* TO DO
Note each line of the entries that includes "message". Then copy those lines.

[Collected data entries]
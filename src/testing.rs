//! Recording fakes for the ports.

use std::collections::VecDeque;
use std::sync::Mutex;

use async_trait::async_trait;
use http::StatusCode;
use secrecy::{ExposeSecret, SecretString};

use crate::checkout::{CheckoutError, CheckoutPort, IntentRequest, PaymentMethod};
use crate::page::Element;
use crate::ports::{Browser, ScrollOptions, Toolkit};
use crate::request::{HttpRequest, HttpResponse, RequestError, Transport};

#[derive(Default)]
pub struct RecordingBrowser {
    pub alerts: Mutex<Vec<String>>,
    pub navigations: Mutex<Vec<String>>,
    pub scrolls: Mutex<Vec<(Element, ScrollOptions)>>,
}

impl RecordingBrowser {
    pub fn alerts(&self) -> Vec<String> {
        self.alerts.lock().unwrap().clone()
    }

    pub fn navigations(&self) -> Vec<String> {
        self.navigations.lock().unwrap().clone()
    }
}

impl Browser for RecordingBrowser {
    fn alert(&self, message: &str) {
        self.alerts.lock().unwrap().push(message.to_string());
    }

    fn navigate(&self, url: &str) {
        self.navigations.lock().unwrap().push(url.to_string());
    }

    fn scroll_into_view(&self, target: &Element, options: ScrollOptions) {
        self.scrolls.lock().unwrap().push((target.clone(), options));
    }
}

#[derive(Default)]
pub struct RecordingToolkit {
    pub tooltips: Mutex<Vec<Element>>,
    pub popovers: Mutex<Vec<Element>>,
    pub closed: Mutex<Vec<Element>>,
}

impl Toolkit for RecordingToolkit {
    fn tooltip(&self, trigger: &Element) {
        self.tooltips.lock().unwrap().push(trigger.clone());
    }

    fn popover(&self, trigger: &Element) {
        self.popovers.lock().unwrap().push(trigger.clone());
    }

    fn close_alert(&self, alert: &Element) {
        self.closed.lock().unwrap().push(alert.clone());
        alert.remove();
    }
}

/// Replies with queued responses in order and records every request.
#[derive(Default)]
pub struct ScriptedTransport {
    responses: Mutex<VecDeque<HttpResponse>>,
    requests: Mutex<Vec<HttpRequest>>,
}

impl ScriptedTransport {
    pub fn new() -> Self {
        Self::default()
    }

    pub fn respond(&self, status: u16, body: &str) {
        self.responses.lock().unwrap().push_back(HttpResponse {
            status: StatusCode::from_u16(status).unwrap(),
            body: body.as_bytes().to_vec(),
        });
    }

    pub fn requests(&self) -> Vec<HttpRequest> {
        self.requests.lock().unwrap().clone()
    }
}

#[async_trait]
impl Transport for ScriptedTransport {
    async fn send(&self, request: HttpRequest) -> Result<HttpResponse, RequestError> {
        self.requests.lock().unwrap().push(request);
        self.responses
            .lock()
            .unwrap()
            .pop_front()
            .ok_or_else(|| RequestError::Transport("no scripted response".to_string()))
    }
}

/// What a [`FakeCheckout`] saw, with secrets exposed for assertions.
#[derive(Debug, Clone, PartialEq, Eq)]
pub enum CheckoutCall {
    CreateIntent {
        amount: Option<String>,
        currency: String,
        csrf_token: String,
    },
    Confirm {
        publishable_key: String,
        client_secret: String,
        card_number: String,
        billing_name: String,
    },
}

pub struct FakeCheckout {
    pub intent: Mutex<Option<Result<String, CheckoutError>>>,
    pub confirmation: Mutex<Option<Result<(), CheckoutError>>>,
    pub calls: Mutex<Vec<CheckoutCall>>,
}

impl FakeCheckout {
    pub fn new(
        intent: Result<String, CheckoutError>,
        confirmation: Result<(), CheckoutError>,
    ) -> Self {
        Self {
            intent: Mutex::new(Some(intent)),
            confirmation: Mutex::new(Some(confirmation)),
            calls: Mutex::new(Vec::new()),
        }
    }

    pub fn calls(&self) -> Vec<CheckoutCall> {
        self.calls.lock().unwrap().clone()
    }
}

#[async_trait]
impl CheckoutPort for FakeCheckout {
    async fn create_intent(
        &self,
        request: &IntentRequest,
        csrf_token: &str,
    ) -> Result<SecretString, CheckoutError> {
        self.calls.lock().unwrap().push(CheckoutCall::CreateIntent {
            amount: request.amount.clone(),
            currency: request.currency.clone(),
            csrf_token: csrf_token.to_string(),
        });
        self.intent
            .lock()
            .unwrap()
            .take()
            .expect("create_intent called twice")
            .map(|secret| SecretString::new(secret.into()))
    }

    async fn confirm_card_payment(
        &self,
        publishable_key: &str,
        client_secret: &SecretString,
        method: &PaymentMethod,
    ) -> Result<(), CheckoutError> {
        self.calls.lock().unwrap().push(CheckoutCall::Confirm {
            publishable_key: publishable_key.to_string(),
            client_secret: client_secret.expose_secret().to_string(),
            card_number: method.card.number.expose_secret().to_string(),
            billing_name: method.billing_name.clone(),
        });
        self.confirmation
            .lock()
            .unwrap()
            .take()
            .expect("confirm_card_payment called twice")
    }
}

* ANSWER TO THIS PROBLEM
    fn alert(&self, message: &str) {
        self.alerts.lock().unwrap().push(message.to_string());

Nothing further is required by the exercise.